▶ Work order
Below are several entries. Transcribe exactly those lines that fall from the one with "pub struct AppConfig" through the one with "secret template must", end lines included.

▶ Material for this exercise
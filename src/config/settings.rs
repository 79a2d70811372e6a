//! # Configuration Settings
//!
//! Defines the configuration structure for credplane.

use crate::credentials::{PasswordPolicy, INSTANCE_PLACEHOLDER, POSTGRES_SYMBOLS};
use crate::errors::{CredplaneError, Result};
use crate::inventory::InstanceDescriptor;
use crate::secrets::VaultConfig;
use serde::{Deserialize, Serialize};
use std::time::Duration;
use validator::Validate;

/// Main application configuration
#[derive(Debug, Clone, Serialize, Deserialize, Validate, Default)]
#[serde(default)]
pub struct AppConfig {
    /// What to provision and how
    #[validate(nested)]
    pub provisioning: ProvisioningConfig,

    /// Database connection settings
    #[validate(nested)]
    pub database: DatabaseConfig,

    /// Secret store settings
    #[validate(nested)]
    pub secrets: SecretsConfig,

    /// Where instances come from
    #[validate(nested)]
    pub inventory: InventoryConfig,

    /// Logging settings
    #[validate(nested)]
    pub observability: ObservabilityConfig,
}

impl AppConfig {
    /// Validate the entire configuration
    pub fn validate(&self) -> Result<()> {
        Validate::validate(self).map_err(CredplaneError::from)?;
        self.validate_custom()?;
        Ok(())
    }

    /// Checks the validator derive cannot express
    fn validate_custom(&self) -> Result<()> {
        if !self.provisioning.secret_id_template.contains(INSTANCE_PLACEHOLDER) {
            return Err(CredplaneError::validation_field(
                "secret id template must contain {instance}",
                "provisioning.secret_id_template",
            ));
        }

        if !self.database.admin_secret_template.contains(INSTANCE_PLACEHOLDER) {
            return Err(CredplaneError::validation_field(
                "admin secret template must contain {instance}",
                "database.admin_secret_template",
            ));
        }

        if self.database.admin_username == self.provisioning.username {
            return Err(CredplaneError::validation_field(
                "managed username cannot be the admin username",
                "provisioning.username",
            ));
        }

        if self.inventory.source == InventorySource::Static && self.inventory.instances.is_empty() {
            return Err(CredplaneError::validation_field(
                "static inventory requires at least one instance",
                "inventory.instances",
            ));
        }

        self.provisioning.password_policy()?;

        Ok(())
    }
}

/// Provisioning behaviour
#[derive(Debug, Clone, Serialize, Deserialize, Validate)]
#[serde(default)]
pub struct ProvisioningConfig {
    /// Managed database user
    #[validate(length(min = 1, max = 63, message = "Username must be 1-63 characters"))]
    pub username: String,

    /// Secret id template; `{instance}` and `{username}` are expanded
    #[validate(length(min = 1, message = "Secret id template cannot be empty"))]
    pub secret_id_template: String,

    /// Generated password length
    #[validate(range(min = 16, max = 128, message = "Password length must be between 16 and 128"))]
    pub password_length: usize,

    /// Symbols allowed in generated passwords
    pub password_symbols: String,

    /// Instances processed at once
    #[validate(range(min = 1, max = 64, message = "Concurrency must be between 1 and 64"))]
    pub concurrency: usize,

    /// Grant the managed user all privileges on the instance database
    pub grant_database_privileges: bool,
}

impl Default for ProvisioningConfig {
    fn default() -> Self {
        Self {
            username: "app_service".to_string(),
            secret_id_template: "secret/{instance}".to_string(),
            password_length: 24,
            password_symbols: POSTGRES_SYMBOLS.to_string(),
            concurrency: 4,
            grant_database_privileges: true,
        }
    }
}

impl ProvisioningConfig {
    /// Password policy described by this section
    pub fn password_policy(&self) -> Result<PasswordPolicy> {
        PasswordPolicy::new(self.password_length, &self.password_symbols)
    }
}

/// Database connection configuration
#[derive(Debug, Clone, Serialize, Deserialize, Validate)]
#[serde(default)]
pub struct DatabaseConfig {
    /// Administrative login used for user management
    #[validate(length(min = 1, message = "Admin username cannot be empty"))]
    pub admin_username: String,

    /// Secret id holding the admin password; `{instance}` is expanded
    #[validate(length(min = 1, message = "Admin secret template cannot be empty"))]
    pub admin_secret_template: String,

    /// Database to connect to when the instance advertises none
    #[validate(length(min = 1, message = "Default database cannot be empty"))]
    pub default_database: String,

    /// Connect and login timeout in seconds
    #[validate(range(min = 1, max = 60, message = "Connect timeout must be between 1 and 60 seconds"))]
    pub connect_timeout_seconds: u64,

    /// Require TLS for database connections
    pub require_tls: bool,
}

impl Default for DatabaseConfig {
    fn default() -> Self {
        Self {
            admin_username: "admin".to_string(),
            admin_secret_template: "{instance}-db-admin-Password".to_string(),
            default_database: "postgres".to_string(),
            connect_timeout_seconds: 5,
            require_tls: false,
        }
    }
}

impl DatabaseConfig {
    pub fn connect_timeout(&self) -> Duration {
        Duration::from_secs(self.connect_timeout_seconds)
    }
}

/// Secret store backend selection
#[derive(Debug, Clone, Copy, PartialEq, Eq, Serialize, Deserialize, Default)]
#[serde(rename_all = "lowercase")]
pub enum SecretBackendKind {
    #[default]
    Memory,
    Vault,
    Aws,
}

/// Secret store configuration
#[derive(Debug, Clone, Serialize, Deserialize, Validate)]
#[serde(default)]
pub struct SecretsConfig {
    pub backend: SecretBackendKind,

    /// Per-request timeout in seconds
    #[validate(range(min = 1, max = 120, message = "Request timeout must be between 1 and 120 seconds"))]
    pub request_timeout_seconds: u64,

    /// Vault settings, used when `backend = vault`
    pub vault: VaultConfig,

    /// AWS region, used when `backend = aws`
    pub aws_region: Option<String>,
}

impl Default for SecretsConfig {
    fn default() -> Self {
        Self {
            backend: SecretBackendKind::Memory,
            request_timeout_seconds: 10,
            vault: VaultConfig::default(),
            aws_region: None,
        }
    }
}

impl SecretsConfig {
    pub fn request_timeout(&self) -> Duration {
        Duration::from_secs(self.request_timeout_seconds)
    }
}

/// Inventory source selection
#[derive(Debug, Clone, Copy, PartialEq, Eq, Serialize, Deserialize, Default)]
#[serde(rename_all = "lowercase")]
pub enum InventorySource {
    #[default]
    Static,
    Aws,
}

/// Inventory configuration
#[derive(Debug, Clone, Serialize, Deserialize, Validate)]
#[serde(default)]
pub struct InventoryConfig {
    pub source: InventorySource,

    /// Engine families that are provisioned; others are ignored
    #[validate(length(min = 1, message = "At least one engine must be supported"))]
    pub engines: Vec<String>,

    /// Instances for the static source
    pub instances: Vec<InstanceDescriptor>,

    /// AWS region, used when `source = aws`
    pub aws_region: Option<String>,
}

impl Default for InventoryConfig {
    fn default() -> Self {
        Self {
            source: InventorySource::Static,
            engines: vec!["postgres".to_string(), "aurora-postgresql".to_string()],
            instances: Vec::new(),
            aws_region: None,
        }
    }
}

/// Observability configuration
#[derive(Debug, Clone, Serialize, Deserialize, Validate)]
#[serde(default)]
pub struct ObservabilityConfig {
    /// Default log filter when `RUST_LOG` is unset
    #[validate(length(min = 1, message = "Log level cannot be empty"))]
    pub log_level: String,

    /// Emit JSON log lines
    pub json_logs: bool,
}

impl Default for ObservabilityConfig {
    fn default() -> Self {
        Self { log_level: "info".to_string(), json_logs: false }
    }
}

▶ Output of the task
pub struct AppConfig {
    /// What to provision and how
    #[validate(nested)]
    pub provisioning: ProvisioningConfig,

    /// Database connection settings
    #[validate(nested)]
    pub database: DatabaseConfig,

    /// Secret store settings
    #[validate(nested)]
    pub secrets: SecretsConfig,

    /// Where instances come from
    #[validate(nested)]
    pub inventory: InventoryConfig,

    /// Logging settings
    #[validate(nested)]
    pub observability: ObservabilityConfig,
}

impl AppConfig {
    /// Validate the entire configuration
    pub fn validate(&self) -> Result<()> {
        Validate::validate(self).map_err(CredplaneError::from)?;
        self.validate_custom()?;
        Ok(())
    }

    /// Checks the validator derive cannot express
    fn validate_custom(&self) -> Result<()> {
        if !self.provisioning.secret_id_template.contains(INSTANCE_PLACEHOLDER) {
            return Err(CredplaneError::validation_field(
                "secret id template must contain {instance}",
                "provisioning.secret_id_template",
            ));
        }

        if !self.database.admin_secret_template.contains(INSTANCE_PLACEHOLDER) {
            return Err(CredplaneError::validation_field(
                "admin secret template must contain {instance}",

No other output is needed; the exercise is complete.